Cloning of BCRs and construction of chimeric BCRs

The VH (designated V4) and Vκ genes of the IgG1 hybridoma clone 1B7.11 (M. Wabl lab, UCSF), specific for TNP, were cloned by degenerate PCR as described (Bradbury et al., 1995). The coding sequences of membrane IgG1 and secreted IgG1 were amplified from cDNA of the 1B7.11 hybridoma as well. The coding sequences of membrane and secreted isoforms of IgM, IgD, IgA, and IgE were cloned from cDNA prepared from C57BL/6 B cells activated in vitro. The coding sequence of V4 was fused to the constant regions of different BCR isotypes by overlapping PCR. Expression constructs of chimeric BCRs were obtained using the Gibson Assembly Master Mix (New England BioLabs). Expression constructs of BCRs with site-directed mutations were obtained using the Q5 site-directed mutagenesis kit (New England BioLabs). The identity of all expression constructs have been verified by Sanger sequencing.

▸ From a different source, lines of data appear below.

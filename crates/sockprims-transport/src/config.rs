use std::time::Duration;

/// Default bound on back-to-back failed receives within one read.
pub const DEFAULT_MAX_CONSECUTIVE_ERRORS: u32 = 8;

/// Connection runtime configuration.
#[derive(Debug, Clone, PartialEq, Eq)]
pub struct ConnectionConfig {
    /// Failed receive attempts tolerated in a row inside a single `read`
    /// before it gives up and returns what it has. `None` retries forever.
    pub max_consecutive_errors: Option<u32>,
    /// Pause between failed receive attempts inside a single `read`.
    pub error_backoff: Duration,
}

impl Default for ConnectionConfig {
    fn default() -> Self {
        Self {
            max_consecutive_errors: Some(DEFAULT_MAX_CONSECUTIVE_ERRORS),
            error_backoff: Duration::ZERO,
        }
    }
}

impl ConnectionConfig {
    /// Configuration that retries failed receives without bound.
    pub fn unbounded() -> Self {
        Self {
            max_consecutive_errors: None,
            ..Self::default()
        }
    }
}
//! Blocking socket connections with pluggable error recovery.
//!
//! Re-exports the transport layer and, with the `latency` feature (on by
//! default), the timestamp probe.

pub use sockprims_transport as transport;
pub use sockprims_transport::{
    ignore_sigpipe, Connection, ConnectionConfig, ConnectionError, ConnectionStats, Descriptor,
    EndpointAddress, ErrorSubscription, TransportError,
};

#[cfg(unix)]
pub use sockprims_transport::SocketFd;

#[cfg(feature = "latency")]
pub use sockprims_latency as latency;
#[cfg(feature = "latency")]
pub use sockprims_latency::{
    Clock, ClockOffset, LatencyExt, LatencyMeasurement, LatencyProbe, ProbeError, SystemClock,
    Timestamp, TIMESTAMP_LEN,
};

Construction of retroviral expression vector

To allow relatively high and constitutive expression of exogenous genes in primary lymphocytes and B cell lines, we modified a self-inactivating retroviral vector pQCXIN (Clontech). The CMV immediate early promoter, the internal ribosome entry site, and the neomycin resistance gene in the vector were replaced with the human EF1α promoter from the pEF/myc/nuc plasmid (Life Technologies). To allow assessment of the expression of BCR constructs by retroviral transduction, the coding sequences of the fluorescent protein Cerulean (Rizzo et al., 2004) (obtained from Addgene), light chain, and heavy chains of different isotypes of BCR were linked in-frame by T2A peptide sequences without internal stop codons and cloned downstream of the EF1α promoter using the restriction sites indicated in Figure 1—figure supplement 1. The T2A-light chain cassette was only included in the retroviral vectors for expression of TNP-specific BCRs (Figure 1E).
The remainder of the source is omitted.